▶ EXERCISE OBJECTIVE:
Every single entry must be restated word for word.

—————

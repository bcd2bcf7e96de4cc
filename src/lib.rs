//! Lab room reservations: booking rules, admin filtering, usage statistics
//! and the data access behind the REST API.

#[macro_use]
extern crate diesel;

pub mod actions;
pub mod config;
pub mod filter;
pub mod models;
pub mod queue;
pub mod rooms;
pub mod schema;
pub mod stats;
pub mod validation;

—————

▶ TASK RESPONSE:
repository bcd2bcf7e96de4cc
filename src/lib.rs
//! Lab room reservations: booking rules, admin filtering, usage statistics
//! and the data access behind the REST API.

#[macro_use]
extern crate diesel;

pub mod actions;
pub mod config;
pub mod filter;
pub mod models;
pub mod queue;
pub mod rooms;
pub mod schema;
pub mod stats;
pub mod validation;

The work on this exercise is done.